◆ Action item: Lines before the one containing "let config = StreamConfig::default();" in the records below are to be left out; that line and all after it, through the end, are to be retyped exactly.

◆ Dataset entries:
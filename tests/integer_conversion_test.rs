//! Test symbolization of integer conversions (TRUNC, ZEXT, SEXT) and casts.
//!
//! Extensions pass the number of added bits to the runtime, truncations the
//! target width. Extending an i1 reuses the boolean's expression.

mod common;

use common::{assert_block, symbolize, try_symbolize};
use symbolize::{DiagnosticKind, SymbolizeError};

#[test]
fn test_truncate_and_extend() {
    let (module, _session) = symbolize(
        "define i64 @conv(i32 %a, i1 %b) {
entry:
  %t = trunc i32 %a to i8
  %z = zext i8 %t to i64
  %s = sext i1 %b to i64
  %w = sext i32 %a to i64
  %sum = add i64 %z, %s
  %sum2 = add i64 %sum, %w
  ret i64 %sum2
}
",
    );

    assert_block(
        &module,
        "conv",
        "entry",
        &[
            "%sym.0 = call ptr @_sym_get_parameter_expression(i8 0)",
            "%sym.1 = call ptr @_sym_get_parameter_expression(i8 1)",
            "%sym.2 = call ptr @_sym_build_trunc(ptr %sym.0, i8 8)",
            "%t = trunc i32 %a to i8",
            "%sym.3 = call ptr @_sym_build_zext(ptr %sym.2, i8 56)",
            "%z = zext i8 %t to i64",
            "%s = sext i1 %b to i64",
            "%sym.4 = call ptr @_sym_build_sext(ptr %sym.0, i8 32)",
            "%w = sext i32 %a to i64",
            "%sym.5 = call ptr @_sym_build_add(ptr %sym.3, ptr %sym.1)",
            "%sum = add i64 %z, %s",
            "%sym.6 = call ptr @_sym_build_add(ptr %sym.5, ptr %sym.4)",
            "%sum2 = add i64 %sum, %w",
            "call void @_sym_set_return_expression(ptr %sym.6)",
            "ret i64 %sum2",
        ],
    );
}

#[test]
fn test_boolean_zext_reuses_expression() {
    let (module, _session) = symbolize(
        "define i32 @flag(i32 %a, i32 %b) {
entry:
  %c = icmp eq i32 %a, %b
  %r = zext i1 %c to i32
  ret i32 %r
}
",
    );

    let func = module.function("flag").unwrap();
    assert!(func.calls_to("_sym_build_zext").is_empty());
    assert_eq!(
        func.calls_to("_sym_set_return_expression"),
        vec!["call void @_sym_set_return_expression(ptr %sym.2)".to_string()]
    );
}

#[test]
fn test_pointer_bitcast_keeps_expression() {
    let (module, _session) = symbolize(
        "define ptr @same(ptr %p) {
entry:
  %q = bitcast ptr %p to ptr
  ret ptr %q
}
",
    );

    assert_block(
        &module,
        "same",
        "entry",
        &[
            "%sym.0 = call ptr @_sym_get_parameter_expression(i8 0)",
            "%q = bitcast ptr %p to ptr",
            "call void @_sym_set_return_expression(ptr %sym.0)",
            "ret ptr %q",
        ],
    );
}

#[test]
fn test_non_pointer_bitcast_is_fatal() {
    let (_module, _session, result) = try_symbolize(
        "define float @punned(i32 %a) {
entry:
  %f = bitcast i32 %a to float
  ret float %f
}
",
    );

    assert_eq!(
        result,
        Err(SymbolizeError::NonPointerBitCast {
            from: "i32".to_string(),
            to: "float".to_string(),
        })
    );
}

#[test]
fn test_unsupported_casts_are_reported() {
    let (module, session) = symbolize(
        "define void @casts(i32 %a, ptr %p) {
entry:
  %d = sitofp i32 %a to double
  %i = ptrtoint ptr %p to i64
  ret void
}
",
    );

    let diagnostics = session.diagnostics();
    assert_eq!(diagnostics.len(), 2, "{diagnostics:?}");
    assert!(diagnostics.iter().all(|d| d.kind == DiagnosticKind::UnsupportedCast));
    assert!(diagnostics[0].message.contains("sitofp"));

    let func = module.function("casts").unwrap();
    assert_eq!(session.stats().instruction_counts["cast"], 2);
    assert!(func.calls_to("_sym_build_zext").is_empty());
}

#[test]
fn test_cast_of_literal() {
    let (module, _session) = symbolize(
        "define i64 @widen() {
entry:
  %w = zext i16 7 to i64
  ret i64 %w
}
",
    );

    assert_block(
        &module,
        "widen",
        "entry",
        &[
            "%sym.0 = call ptr @_sym_build_integer(i64 7, i8 16)",
            "%sym.1 = call ptr @_sym_build_zext(ptr %sym.0, i8 48)",
            "%w = zext i16 7 to i64",
            "call void @_sym_set_return_expression(ptr %sym.1)",
            "ret i64 %w",
        ],
    );
}

#[test]
fn test_extension_wider_than_a_byte_is_fatal() {
    let (_module, _session, result) = try_symbolize(
        "define i512 @wide(i8 %a) {
entry:
  %z = zext i8 %a to i512
  ret i512 %z
}
",
    );

    assert_eq!(
        result,
        Err(SymbolizeError::ImmediateOutOfRange {
            what: "extension width".to_string(),
            value: 504,
        })
    );
}

#[test]
fn test_truncation_to_wide_integer_is_fatal() {
    let (_module, _session, result) = try_symbolize(
        "define i300 @narrow(i512 %a) {
entry:
  %t = trunc i512 %a to i300
  ret i300 %t
}
",
    );

    assert_eq!(
        result,
        Err(SymbolizeError::ImmediateOutOfRange {
            what: "truncation width".to_string(),
            value: 300,
        })
    );
}
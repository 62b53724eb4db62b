//! Core types for the raumfeld-stream crate.

use std::time::Duration;

use raumfeld_api::{PropertyChange, Service};

/// Unique identifier for a Raumfeld speaker, the device id from discovery.
#[derive(Debug, Clone, Hash, Eq, PartialEq, Ord, PartialOrd)]
pub struct SpeakerId(pub String);

impl SpeakerId {
    /// Create a new speaker ID from a string.
    pub fn new(id: impl Into<String>) -> Self {
        Self(id.into())
    }

    /// Get the speaker ID as a string slice.
    pub fn as_str(&self) -> &str {
        &self.0
    }
}

impl From<String> for SpeakerId {
    fn from(id: String) -> Self {
        Self(id)
    }
}

impl From<&str> for SpeakerId {
    fn from(id: &str) -> Self {
        Self(id.to_string())
    }
}

impl std::fmt::Display for SpeakerId {
    fn fmt(&self, f: &mut std::fmt::Formatter<'_>) -> std::fmt::Result {
        write!(f, "{}", self.0)
    }
}

/// One lease is kept per speaker and service.
#[derive(Debug, Clone, Hash, Eq, PartialEq, Ord, PartialOrd)]
pub struct SubscriptionKey {
    pub speaker_id: SpeakerId,
    pub service: Service,
}

impl SubscriptionKey {
    pub fn new(speaker_id: impl Into<SpeakerId>, service: Service) -> Self {
        Self {
            speaker_id: speaker_id.into(),
            service,
        }
    }
}

impl std::fmt::Display for SubscriptionKey {
    fn fmt(&self, f: &mut std::fmt::Formatter<'_>) -> std::fmt::Result {
        write!(f, "{}/{}", self.speaker_id, self.service)
    }
}

/// A decoded change, tagged with the speaker it came from.
#[derive(Debug, Clone, PartialEq, Eq)]
pub struct SpeakerEvent {
    pub speaker_id: SpeakerId,
    pub change: PropertyChange,
}

/// Configuration for subscriptions and the notification listener.
#[derive(Debug, Clone, PartialEq, Eq)]
pub struct StreamConfig {
    /// Port range for the callback server (start, end), inclusive
    pub callback_port_range: (u16, u16),
    /// Lease duration requested from the device
    pub lease_duration: Duration,
    /// How often every lease is refreshed by re-subscribing
    pub renewal_interval: Duration,
}

impl Default for StreamConfig {
    fn default() -> Self {
        Self {
            callback_port_range: (3400, 3500),
            lease_duration: Duration::from_secs(1800), // 30 minutes
            renewal_interval: Duration::from_secs(300), // 5 minutes
        }
    }
}

impl StreamConfig {
    /// Lease duration in whole seconds, as sent in the TIMEOUT header
    pub fn lease_seconds(&self) -> u32 {
        u32::try_from(self.lease_duration.as_secs()).unwrap_or(u32::MAX)
    }
}

#[cfg(test)]
mod tests {
    use super::*;

    #[test]
    fn test_subscription_key_display() {
        let key = SubscriptionKey::new("kitchen", Service::RenderingControl);
        assert_eq!(key.to_string(), "kitchen/RenderingControl");
    }

    #[test]
    fn test_default_config_renews_well_inside_lease() {
        let config = StreamConfig::default();
        assert_eq!(config.callback_port_range, (3400, 3500));
        assert_eq!(config.lease_seconds(), 1800);
        assert!(config.renewal_interval < config.lease_duration);
    }
}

◆ Exercise output:
        let config = StreamConfig::default();
        assert_eq!(config.callback_port_range, (3400, 3500));
        assert_eq!(config.lease_seconds(), 1800);
        assert!(config.renewal_interval < config.lease_duration);
    }
}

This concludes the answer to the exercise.